Well, yes and no. Certainly not as easy as I was led to believe when I first set up with llamas.
Their basic needs are a fenced field, companionship, access to water, supplementary feeding in winter, access to a shelter (which they never seem to use!) and access to shade in summer.The stocking rate is about four animals to an acre.
Basic care involves annual injections for clostridial diseases, regular worming and, more recently, annual vaccination against Blue-tongue, a disease carried by midges.
But, even assuming injecting and worming is easy ( which for some it certainly isnt!), there is more to it than this: llamas grow toenails and many animals need these trimmed regularly else they grow too long and can push the foot sideways, causing distortion. Trimming nails is often easy but with many llamas it is a nightmare, particularly trimming the rear ones. Indeed some llamas simply refuse to have their feet handled, no matter how much time is spent in desensitization.

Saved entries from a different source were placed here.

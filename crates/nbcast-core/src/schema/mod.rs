//! The canonical, version-independent notebook model.
//!
//! Version decoders normalize every supported nbformat revision into this
//! one representation; renderers only ever see it. Cells are polymorphic
//! over a capability set rather than a type hierarchy: every cell reports a
//! type, a mime-type, and text, and the optional capabilities (outputs,
//! execution count, language, attachments) are reached through accessors
//! returning `Option`.

pub mod mime;
mod version;

use std::borrow::Cow;
use std::collections::BTreeMap;

use serde::Deserialize;

pub use mime::MimeBundle;
pub use version::Version;

/// A decoded notebook: an ordered sequence of cells plus the schema revision
/// the source document declared.
///
/// Notebooks are immutable once decoded; the cell list is only reachable by
/// shared reference, so a decoded value can be rendered from any number of
/// threads.
#[derive(Debug, Clone, Default, PartialEq)]
pub struct Notebook {
    version: Version,
    cells: Vec<Cell>,
}

impl Notebook {
    /// Assemble a notebook from decoded cells. Cell order is significant and
    /// preserved.
    #[must_use]
    pub fn new(version: Version, cells: Vec<Cell>) -> Self {
        Self { version, cells }
    }

    /// The schema revision the source document declared.
    #[inline]
    #[must_use]
    pub fn version(&self) -> Version {
        self.version
    }

    /// The cells in document order.
    #[inline]
    #[must_use]
    pub fn cells(&self) -> &[Cell] {
        &self.cells
    }
}

/// The closed set of canonical cell types.
///
/// Rendering is mime-type-pattern-driven, not enum-driven: the type narrows
/// which preferences can match, the mime-type decides between them.
#[derive(Debug, Clone, Copy, PartialEq, Eq, Hash)]
pub enum CellType {
    /// Markdown prose.
    Markdown,
    /// Raw passthrough content.
    Raw,
    /// Executable source code.
    Code,
    /// Stream output (stdout/stderr) of a code cell.
    Stream,
    /// Rich display output of a code cell.
    DisplayData,
    /// The returned result of executing a code cell.
    ExecuteResult,
    /// A failed execution's traceback.
    Error,
}

impl std::fmt::Display for CellType {
    fn fmt(&self, f: &mut std::fmt::Formatter<'_>) -> std::fmt::Result {
        let s = match self {
            Self::Markdown => "markdown",
            Self::Raw => "raw",
            Self::Code => "code",
            Self::Stream => "stream",
            Self::DisplayData => "display_data",
            Self::ExecuteResult => "execute_result",
            Self::Error => "error",
        };
        write!(f, "{s}")
    }
}

/// One canonical unit of notebook content: a source cell or one execution
/// output of a code cell.
#[derive(Debug, Clone, PartialEq)]
pub enum Cell {
    /// Markdown prose.
    Markdown(MarkdownCell),
    /// Raw passthrough content with an optional explicit target mime-type.
    Raw(RawCell),
    /// Executable source code with its outputs.
    Code(CodeCell),
    /// Stream output.
    Stream(StreamOutput),
    /// Rich display output.
    DisplayData(DisplayDataOutput),
    /// Execution result output.
    ExecuteResult(ExecuteResultOutput),
    /// Error traceback output.
    Error(ErrorOutput),
}

impl Cell {
    /// The canonical type of this cell.
    #[must_use]
    pub fn cell_type(&self) -> CellType {
        match self {
            Self::Markdown(_) => CellType::Markdown,
            Self::Raw(_) => CellType::Raw,
            Self::Code(_) => CellType::Code,
            Self::Stream(_) => CellType::Stream,
            Self::DisplayData(_) => CellType::DisplayData,
            Self::ExecuteResult(_) => CellType::ExecuteResult,
            Self::Error(_) => CellType::Error,
        }
    }

    /// The concrete mime-type of this cell's content. Never empty; callers
    /// must not assume a closed set of values.
    #[must_use]
    pub fn mime_type(&self) -> &str {
        match self {
            Self::Markdown(_) => mime::MARKDOWN_TEXT,
            Self::Raw(raw) => &raw.mime_type,
            Self::Code(_) => mime::CODE,
            Self::Stream(stream) => match stream.target.as_str() {
                "stdout" => mime::STDOUT,
                "stderr" => mime::STDERR,
                _ => mime::PLAIN_TEXT,
            },
            Self::DisplayData(dd) => dd.data.mime_type(),
            Self::ExecuteResult(ex) => ex.data.mime_type(),
            Self::Error(_) => mime::STDERR,
        }
    }

    /// The decoded content of this cell.
    ///
    /// Multi-line source fields were joined at decode time with no added
    /// delimiter; error outputs join their traceback lines with `\n`.
    #[must_use]
    pub fn text(&self) -> Cow<'_, str> {
        match self {
            Self::Markdown(md) => Cow::Borrowed(md.source.as_str()),
            Self::Raw(raw) => Cow::Borrowed(raw.source.as_str()),
            Self::Code(code) => Cow::Borrowed(code.source.as_str()),
            Self::Stream(stream) => Cow::Borrowed(stream.source.as_str()),
            Self::DisplayData(dd) => Cow::Borrowed(dd.data.text()),
            Self::ExecuteResult(ex) => Cow::Borrowed(ex.data.text()),
            Self::Error(err) => Cow::Owned(err.traceback.join("\n")),
        }
    }

    /// Outputs capability: the ordered execution outputs of this cell.
    /// Only code cells carry it.
    #[must_use]
    pub fn outputs(&self) -> Option<&[Cell]> {
        match self {
            Self::Code(code) => Some(&code.outputs),
            _ => None,
        }
    }

    /// Execution-count capability: the execution counter of a code cell or
    /// execute-result output. Zero means "unknown", never an error.
    #[must_use]
    pub fn execution_count(&self) -> Option<i32> {
        match self {
            Self::Code(code) => Some(code.execution_count),
            Self::ExecuteResult(ex) => Some(ex.execution_count),
            _ => None,
        }
    }

    /// Language capability: the source language a code cell was written in,
    /// as declared by the notebook (empty when undeclared).
    #[must_use]
    pub fn language(&self) -> Option<&str> {
        match self {
            Self::Code(code) => Some(&code.language),
            _ => None,
        }
    }

    /// Attachments capability: inline attachments of a markdown or raw cell.
    ///
    /// `None` means the source record carried no attachments field at all;
    /// the capability is then unsupported for this cell instance rather than
    /// an empty set.
    #[must_use]
    pub fn attachments(&self) -> Option<&Attachments> {
        match self {
            Self::Markdown(md) => md.attachments.as_ref(),
            Self::Raw(raw) => raw.attachments.as_ref(),
            _ => None,
        }
    }
}

/// A markdown prose cell.
#[derive(Debug, Clone, Default, PartialEq)]
pub struct MarkdownCell {
    /// Joined markdown source.
    pub source: String,
    /// Inline attachments, when the source record carried the field.
    pub attachments: Option<Attachments>,
}

/// A raw passthrough cell.
#[derive(Debug, Clone, PartialEq)]
pub struct RawCell {
    /// Joined raw source.
    pub source: String,
    /// Target mime-type: the cell metadata's explicit override when present,
    /// `text/plain` otherwise.
    pub mime_type: String,
    /// Inline attachments, when the source record carried the field.
    pub attachments: Option<Attachments>,
}

/// An executable code cell.
#[derive(Debug, Clone, Default, PartialEq)]
pub struct CodeCell {
    /// Joined source code.
    pub source: String,
    /// Declared source language, verbatim from notebook metadata.
    pub language: String,
    /// Execution counter; 0 when the document did not record one.
    pub execution_count: i32,
    /// Execution outputs in document order.
    pub outputs: Vec<Cell>,
}

/// Plain text written by the executed code to an output stream.
#[derive(Debug, Clone, Default, PartialEq)]
pub struct StreamOutput {
    /// Stream target; `stdout` and `stderr` map to the synthetic stream
    /// mime-types, anything else reports `text/plain`.
    pub target: String,
    /// Joined stream text.
    pub source: String,
}

/// A rich display output produced while the parent cell ran.
#[derive(Debug, Clone, Default, PartialEq)]
pub struct DisplayDataOutput {
    /// Alternative encodings of the displayed payload.
    pub data: MimeBundle,
}

/// The returned value of executing the parent cell.
#[derive(Debug, Clone, Default, PartialEq)]
pub struct ExecuteResultOutput {
    /// Alternative encodings of the result payload.
    pub data: MimeBundle,
    /// Execution counter; 0 when the document did not record one.
    pub execution_count: i32,
}

/// The traceback of a failed execution.
#[derive(Debug, Clone, Default, PartialEq)]
pub struct ErrorOutput {
    /// Exception name.
    pub ename: String,
    /// Exception value.
    pub evalue: String,
    /// Traceback lines; the cell's text is these joined with `\n`.
    pub traceback: Vec<String>,
}

/// Lookup from attachment filename to the bundle of its encodings.
#[derive(Debug, Clone, Default, PartialEq, Deserialize)]
#[serde(transparent)]
pub struct Attachments {
    bundles: BTreeMap<String, MimeBundle>,
}

impl Attachments {
    /// The encodings attached under `filename`, if any.
    #[must_use]
    pub fn mime_bundle(&self, filename: &str) -> Option<&MimeBundle> {
        self.bundles.get(filename)
    }

    /// Iterate over `(filename, bundle)` pairs in filename order.
    pub fn iter(&self) -> impl Iterator<Item = (&str, &MimeBundle)> {
        self.bundles.iter().map(|(name, mb)| (name.as_str(), mb))
    }
}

Then again, many heavily wooled llamas need to be shorn in summer. Having read the work done by Jim Krowka and Gwen Ingram of Oregon on the subject of heat stress in llamas, I am convinced that there are far too many llamas in UK that remain unshorn. Afterall, summers in UK are not that much cooler than those in Oregon. Professional shearers are hard to find and doing it yourself can be difficult. I have one that is virtually impossible (and dangerous) to clip and constantly feel I should resort to anaethetisation, by my vet, to do this.
Control of obesity is a problem now. No llama can remain obese and healthy for ever. In grassy UK, it is virtually impossible to imitate the terrain of the altiplano of South America. I have seen the vegetation out there myself, and was amazed that the species could survive on such sparse vegetation.
These are one or two issues to consider when one discusses whether or not the llama is easy to keep. And this is without touching on such problems as TB which is around in some parts of UK and the Foot and Mouth virus which, whilst it seems not to affect camelids overmuch, nevertheless requires them all to be confined to their farms everytime there is an outbreak.
So..an easy animal to keep? Yes and no!